#### [WORK ITEM]
State the number of lines in the records that contain "already", with no other words.

[DATA FOR THIS TASK Boundary: Start]

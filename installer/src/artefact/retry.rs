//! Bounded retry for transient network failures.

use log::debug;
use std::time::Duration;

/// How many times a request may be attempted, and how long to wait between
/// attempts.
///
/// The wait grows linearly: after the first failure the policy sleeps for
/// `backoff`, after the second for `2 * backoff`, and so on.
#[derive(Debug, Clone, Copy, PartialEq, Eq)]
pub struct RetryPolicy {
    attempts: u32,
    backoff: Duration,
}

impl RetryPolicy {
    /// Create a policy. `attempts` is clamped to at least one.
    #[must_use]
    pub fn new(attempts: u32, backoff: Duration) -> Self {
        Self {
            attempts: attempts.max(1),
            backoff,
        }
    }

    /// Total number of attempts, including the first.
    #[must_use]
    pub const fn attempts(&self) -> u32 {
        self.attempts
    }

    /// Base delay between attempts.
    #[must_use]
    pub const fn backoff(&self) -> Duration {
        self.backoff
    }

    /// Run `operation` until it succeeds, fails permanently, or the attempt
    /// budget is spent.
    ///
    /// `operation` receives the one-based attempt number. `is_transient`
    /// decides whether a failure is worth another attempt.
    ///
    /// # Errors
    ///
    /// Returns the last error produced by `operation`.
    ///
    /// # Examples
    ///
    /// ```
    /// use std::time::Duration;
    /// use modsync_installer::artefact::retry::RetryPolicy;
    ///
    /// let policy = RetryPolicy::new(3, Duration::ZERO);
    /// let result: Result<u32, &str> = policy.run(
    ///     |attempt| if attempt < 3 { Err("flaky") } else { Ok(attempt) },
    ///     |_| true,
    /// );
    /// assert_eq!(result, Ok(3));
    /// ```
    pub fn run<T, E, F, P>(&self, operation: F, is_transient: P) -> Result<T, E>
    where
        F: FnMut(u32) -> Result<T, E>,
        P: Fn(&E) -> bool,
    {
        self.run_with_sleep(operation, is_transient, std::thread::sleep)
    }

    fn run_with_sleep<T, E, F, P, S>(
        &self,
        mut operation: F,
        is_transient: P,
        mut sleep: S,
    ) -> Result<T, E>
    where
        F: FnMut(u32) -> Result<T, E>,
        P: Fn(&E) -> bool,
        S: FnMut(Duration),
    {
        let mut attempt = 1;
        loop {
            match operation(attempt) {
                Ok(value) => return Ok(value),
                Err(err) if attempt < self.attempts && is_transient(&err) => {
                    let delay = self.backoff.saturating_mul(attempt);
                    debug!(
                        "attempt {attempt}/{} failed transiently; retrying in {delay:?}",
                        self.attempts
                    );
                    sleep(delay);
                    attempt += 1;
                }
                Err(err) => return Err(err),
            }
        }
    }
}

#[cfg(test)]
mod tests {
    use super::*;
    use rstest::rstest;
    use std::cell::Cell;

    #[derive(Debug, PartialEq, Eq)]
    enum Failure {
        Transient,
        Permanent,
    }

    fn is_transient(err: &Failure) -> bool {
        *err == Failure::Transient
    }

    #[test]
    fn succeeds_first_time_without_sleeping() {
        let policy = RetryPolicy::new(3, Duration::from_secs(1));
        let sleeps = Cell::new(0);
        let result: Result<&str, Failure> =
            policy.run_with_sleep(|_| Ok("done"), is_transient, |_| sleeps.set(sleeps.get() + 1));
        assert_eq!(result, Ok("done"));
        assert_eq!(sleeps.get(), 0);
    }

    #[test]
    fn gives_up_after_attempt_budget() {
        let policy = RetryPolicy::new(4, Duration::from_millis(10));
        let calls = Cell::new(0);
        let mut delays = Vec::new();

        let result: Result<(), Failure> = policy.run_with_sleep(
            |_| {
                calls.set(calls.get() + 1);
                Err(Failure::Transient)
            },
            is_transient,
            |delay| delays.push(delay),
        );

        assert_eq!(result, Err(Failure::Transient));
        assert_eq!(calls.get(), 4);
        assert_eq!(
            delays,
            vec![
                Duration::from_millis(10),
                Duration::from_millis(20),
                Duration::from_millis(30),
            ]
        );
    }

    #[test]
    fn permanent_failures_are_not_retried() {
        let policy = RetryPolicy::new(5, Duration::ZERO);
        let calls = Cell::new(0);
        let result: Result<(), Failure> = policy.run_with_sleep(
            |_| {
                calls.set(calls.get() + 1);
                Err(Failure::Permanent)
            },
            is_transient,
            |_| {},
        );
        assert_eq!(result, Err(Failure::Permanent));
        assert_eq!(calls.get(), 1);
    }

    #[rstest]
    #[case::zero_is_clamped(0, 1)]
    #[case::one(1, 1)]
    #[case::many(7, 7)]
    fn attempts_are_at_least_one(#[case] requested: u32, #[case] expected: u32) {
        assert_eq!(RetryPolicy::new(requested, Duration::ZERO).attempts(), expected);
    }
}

[DATA FOR THIS TASK Boundary: End]
[DATA FOR THIS TASK Boundary: Start]

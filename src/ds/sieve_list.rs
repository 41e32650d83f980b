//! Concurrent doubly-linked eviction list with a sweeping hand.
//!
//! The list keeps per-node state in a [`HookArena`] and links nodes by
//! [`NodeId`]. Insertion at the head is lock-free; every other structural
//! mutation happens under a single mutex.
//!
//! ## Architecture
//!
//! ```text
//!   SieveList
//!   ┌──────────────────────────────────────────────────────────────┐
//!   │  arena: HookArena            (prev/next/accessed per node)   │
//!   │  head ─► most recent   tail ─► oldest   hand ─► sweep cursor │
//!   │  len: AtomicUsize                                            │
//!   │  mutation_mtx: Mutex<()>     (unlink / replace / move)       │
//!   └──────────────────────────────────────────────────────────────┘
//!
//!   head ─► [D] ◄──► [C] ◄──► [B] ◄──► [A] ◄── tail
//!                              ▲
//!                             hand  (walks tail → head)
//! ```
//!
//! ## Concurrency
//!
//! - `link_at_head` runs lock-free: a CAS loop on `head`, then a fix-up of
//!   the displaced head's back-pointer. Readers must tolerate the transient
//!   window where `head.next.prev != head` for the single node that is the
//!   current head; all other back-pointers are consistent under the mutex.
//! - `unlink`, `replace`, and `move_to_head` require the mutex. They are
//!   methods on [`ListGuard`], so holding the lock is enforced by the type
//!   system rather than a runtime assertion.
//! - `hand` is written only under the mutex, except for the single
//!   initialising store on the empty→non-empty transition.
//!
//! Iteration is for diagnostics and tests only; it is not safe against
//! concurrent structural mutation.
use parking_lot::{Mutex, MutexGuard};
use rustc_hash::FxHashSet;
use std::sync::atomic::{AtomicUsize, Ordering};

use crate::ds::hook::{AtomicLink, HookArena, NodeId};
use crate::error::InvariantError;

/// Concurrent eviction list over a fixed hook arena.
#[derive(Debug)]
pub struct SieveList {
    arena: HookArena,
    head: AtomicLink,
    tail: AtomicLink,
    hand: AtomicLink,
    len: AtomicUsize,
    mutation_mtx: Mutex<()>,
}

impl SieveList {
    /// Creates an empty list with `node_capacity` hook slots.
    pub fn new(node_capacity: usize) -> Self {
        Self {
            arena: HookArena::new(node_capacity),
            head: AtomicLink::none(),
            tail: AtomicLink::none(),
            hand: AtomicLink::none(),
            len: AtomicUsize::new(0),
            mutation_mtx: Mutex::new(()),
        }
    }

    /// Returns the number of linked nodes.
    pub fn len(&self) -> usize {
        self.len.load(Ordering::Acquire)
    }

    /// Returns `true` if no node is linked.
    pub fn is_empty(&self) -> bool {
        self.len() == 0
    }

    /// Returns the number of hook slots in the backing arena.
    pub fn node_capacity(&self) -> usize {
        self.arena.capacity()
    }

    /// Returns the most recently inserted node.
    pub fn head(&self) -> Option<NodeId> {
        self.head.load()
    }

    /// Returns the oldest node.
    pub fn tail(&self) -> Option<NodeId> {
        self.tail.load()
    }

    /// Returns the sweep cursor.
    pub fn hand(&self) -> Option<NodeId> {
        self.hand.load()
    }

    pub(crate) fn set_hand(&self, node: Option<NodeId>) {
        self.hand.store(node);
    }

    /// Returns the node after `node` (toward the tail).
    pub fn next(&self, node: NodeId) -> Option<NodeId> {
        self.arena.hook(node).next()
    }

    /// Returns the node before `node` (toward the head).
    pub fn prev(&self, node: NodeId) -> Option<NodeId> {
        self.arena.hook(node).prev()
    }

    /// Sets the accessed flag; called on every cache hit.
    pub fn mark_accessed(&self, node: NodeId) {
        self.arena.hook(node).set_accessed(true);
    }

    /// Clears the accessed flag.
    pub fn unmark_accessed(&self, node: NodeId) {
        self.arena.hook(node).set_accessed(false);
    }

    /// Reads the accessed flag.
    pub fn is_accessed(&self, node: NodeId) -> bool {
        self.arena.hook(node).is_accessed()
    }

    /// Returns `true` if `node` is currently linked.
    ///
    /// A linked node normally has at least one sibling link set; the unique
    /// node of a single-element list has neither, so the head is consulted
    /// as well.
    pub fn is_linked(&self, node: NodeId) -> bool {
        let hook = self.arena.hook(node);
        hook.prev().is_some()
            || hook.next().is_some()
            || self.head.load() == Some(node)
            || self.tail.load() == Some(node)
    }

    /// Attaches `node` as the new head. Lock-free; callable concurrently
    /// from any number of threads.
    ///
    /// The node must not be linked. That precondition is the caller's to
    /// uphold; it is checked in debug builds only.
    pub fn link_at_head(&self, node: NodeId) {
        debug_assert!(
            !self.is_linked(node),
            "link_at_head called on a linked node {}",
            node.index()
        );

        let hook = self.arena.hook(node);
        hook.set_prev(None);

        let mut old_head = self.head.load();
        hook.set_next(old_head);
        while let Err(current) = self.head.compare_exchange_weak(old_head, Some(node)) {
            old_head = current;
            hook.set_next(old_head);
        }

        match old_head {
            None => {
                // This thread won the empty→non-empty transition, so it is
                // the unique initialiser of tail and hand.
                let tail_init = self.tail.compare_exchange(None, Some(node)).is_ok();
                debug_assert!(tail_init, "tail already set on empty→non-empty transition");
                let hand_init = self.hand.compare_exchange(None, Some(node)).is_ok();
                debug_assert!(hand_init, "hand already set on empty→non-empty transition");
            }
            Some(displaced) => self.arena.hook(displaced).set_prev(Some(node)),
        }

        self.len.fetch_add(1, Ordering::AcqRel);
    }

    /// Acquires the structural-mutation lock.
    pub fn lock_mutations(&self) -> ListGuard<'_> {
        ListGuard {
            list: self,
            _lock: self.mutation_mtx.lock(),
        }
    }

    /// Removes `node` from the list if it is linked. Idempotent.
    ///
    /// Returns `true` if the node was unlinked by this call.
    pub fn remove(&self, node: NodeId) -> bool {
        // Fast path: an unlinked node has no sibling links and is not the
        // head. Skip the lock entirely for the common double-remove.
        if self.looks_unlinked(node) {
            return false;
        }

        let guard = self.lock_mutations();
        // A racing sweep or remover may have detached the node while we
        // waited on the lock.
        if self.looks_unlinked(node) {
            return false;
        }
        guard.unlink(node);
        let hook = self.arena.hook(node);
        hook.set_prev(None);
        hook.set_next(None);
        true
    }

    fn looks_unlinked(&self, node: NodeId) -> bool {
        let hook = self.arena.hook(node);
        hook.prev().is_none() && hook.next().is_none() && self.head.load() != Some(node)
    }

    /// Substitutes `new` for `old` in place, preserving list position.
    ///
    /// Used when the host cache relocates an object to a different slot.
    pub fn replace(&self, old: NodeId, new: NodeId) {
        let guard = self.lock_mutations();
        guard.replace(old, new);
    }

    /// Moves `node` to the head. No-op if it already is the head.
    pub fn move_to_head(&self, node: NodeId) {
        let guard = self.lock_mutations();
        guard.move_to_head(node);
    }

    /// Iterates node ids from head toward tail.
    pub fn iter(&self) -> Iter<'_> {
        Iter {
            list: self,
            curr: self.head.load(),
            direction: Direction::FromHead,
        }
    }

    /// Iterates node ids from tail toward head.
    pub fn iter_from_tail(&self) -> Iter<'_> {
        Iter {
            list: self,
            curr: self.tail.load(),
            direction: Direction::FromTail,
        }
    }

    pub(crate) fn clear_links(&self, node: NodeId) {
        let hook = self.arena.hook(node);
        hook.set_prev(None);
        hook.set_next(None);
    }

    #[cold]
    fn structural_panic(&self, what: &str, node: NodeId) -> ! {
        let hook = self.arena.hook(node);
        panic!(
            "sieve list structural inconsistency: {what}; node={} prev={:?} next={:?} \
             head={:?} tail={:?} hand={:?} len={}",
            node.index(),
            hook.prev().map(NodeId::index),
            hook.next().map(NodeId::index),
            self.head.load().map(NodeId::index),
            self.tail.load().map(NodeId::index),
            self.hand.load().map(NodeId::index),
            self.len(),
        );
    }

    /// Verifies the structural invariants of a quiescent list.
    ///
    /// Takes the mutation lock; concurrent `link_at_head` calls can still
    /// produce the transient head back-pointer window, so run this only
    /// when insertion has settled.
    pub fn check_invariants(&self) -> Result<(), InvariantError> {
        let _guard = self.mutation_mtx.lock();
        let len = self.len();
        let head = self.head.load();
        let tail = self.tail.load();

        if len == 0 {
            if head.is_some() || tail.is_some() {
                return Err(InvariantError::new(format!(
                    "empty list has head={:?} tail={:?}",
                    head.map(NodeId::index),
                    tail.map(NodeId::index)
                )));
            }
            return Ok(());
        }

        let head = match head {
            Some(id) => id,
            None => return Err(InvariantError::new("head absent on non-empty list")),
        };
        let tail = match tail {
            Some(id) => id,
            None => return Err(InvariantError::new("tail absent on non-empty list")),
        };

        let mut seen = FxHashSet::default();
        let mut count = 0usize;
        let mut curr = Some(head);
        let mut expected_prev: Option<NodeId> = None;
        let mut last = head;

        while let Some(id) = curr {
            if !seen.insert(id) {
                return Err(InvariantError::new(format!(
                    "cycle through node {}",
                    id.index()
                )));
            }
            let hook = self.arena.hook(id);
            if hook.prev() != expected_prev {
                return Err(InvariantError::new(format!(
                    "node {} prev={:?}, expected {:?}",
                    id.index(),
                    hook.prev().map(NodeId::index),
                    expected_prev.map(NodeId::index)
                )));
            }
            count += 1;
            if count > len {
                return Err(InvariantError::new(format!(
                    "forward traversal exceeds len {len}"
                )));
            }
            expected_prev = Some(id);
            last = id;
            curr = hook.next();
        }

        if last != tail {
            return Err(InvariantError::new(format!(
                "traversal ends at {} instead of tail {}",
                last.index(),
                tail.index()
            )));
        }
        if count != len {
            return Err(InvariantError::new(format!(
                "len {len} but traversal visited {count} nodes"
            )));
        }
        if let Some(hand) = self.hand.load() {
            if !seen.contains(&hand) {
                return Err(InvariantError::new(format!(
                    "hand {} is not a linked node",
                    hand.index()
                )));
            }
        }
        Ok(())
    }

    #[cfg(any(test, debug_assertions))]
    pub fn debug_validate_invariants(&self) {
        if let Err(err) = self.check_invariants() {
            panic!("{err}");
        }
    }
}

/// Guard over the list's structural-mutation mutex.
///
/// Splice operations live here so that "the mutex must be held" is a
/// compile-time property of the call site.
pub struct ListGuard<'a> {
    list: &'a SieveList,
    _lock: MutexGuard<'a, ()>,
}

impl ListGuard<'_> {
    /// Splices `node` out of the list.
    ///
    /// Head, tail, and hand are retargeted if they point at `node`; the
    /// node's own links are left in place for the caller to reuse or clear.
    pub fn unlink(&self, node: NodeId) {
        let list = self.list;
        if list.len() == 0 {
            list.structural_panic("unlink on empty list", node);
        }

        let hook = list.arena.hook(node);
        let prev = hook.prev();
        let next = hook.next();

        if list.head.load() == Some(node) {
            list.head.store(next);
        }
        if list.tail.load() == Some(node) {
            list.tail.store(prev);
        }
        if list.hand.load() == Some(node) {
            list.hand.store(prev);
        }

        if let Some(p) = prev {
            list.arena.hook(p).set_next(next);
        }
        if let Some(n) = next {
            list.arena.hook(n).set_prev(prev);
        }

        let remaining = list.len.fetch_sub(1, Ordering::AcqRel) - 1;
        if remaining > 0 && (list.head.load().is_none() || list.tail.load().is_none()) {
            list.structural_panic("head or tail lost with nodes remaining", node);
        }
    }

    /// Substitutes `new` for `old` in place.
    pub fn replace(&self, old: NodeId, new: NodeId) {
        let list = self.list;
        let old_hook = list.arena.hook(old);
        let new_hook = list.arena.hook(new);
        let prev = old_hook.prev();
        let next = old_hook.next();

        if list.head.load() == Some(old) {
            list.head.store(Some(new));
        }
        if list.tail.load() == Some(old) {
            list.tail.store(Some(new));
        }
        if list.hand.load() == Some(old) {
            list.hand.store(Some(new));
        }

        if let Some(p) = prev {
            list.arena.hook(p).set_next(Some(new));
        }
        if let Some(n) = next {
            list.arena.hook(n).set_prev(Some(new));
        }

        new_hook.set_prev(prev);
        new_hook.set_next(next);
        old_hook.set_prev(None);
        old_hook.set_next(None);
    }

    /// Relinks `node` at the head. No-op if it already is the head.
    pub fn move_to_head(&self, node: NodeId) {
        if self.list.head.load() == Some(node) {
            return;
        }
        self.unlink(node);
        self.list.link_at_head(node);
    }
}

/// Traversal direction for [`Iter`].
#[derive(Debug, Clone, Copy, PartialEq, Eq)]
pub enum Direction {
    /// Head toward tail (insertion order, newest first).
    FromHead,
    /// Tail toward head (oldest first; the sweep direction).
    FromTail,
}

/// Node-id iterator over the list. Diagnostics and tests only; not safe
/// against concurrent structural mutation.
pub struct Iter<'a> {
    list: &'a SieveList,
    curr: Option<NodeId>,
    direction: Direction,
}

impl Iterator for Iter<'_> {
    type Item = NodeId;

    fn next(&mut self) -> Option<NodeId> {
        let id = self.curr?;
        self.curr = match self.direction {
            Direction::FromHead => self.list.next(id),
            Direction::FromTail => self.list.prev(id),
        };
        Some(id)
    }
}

[DATA FOR THIS TASK Boundary: End]

#### [ANSWER SECTION]
4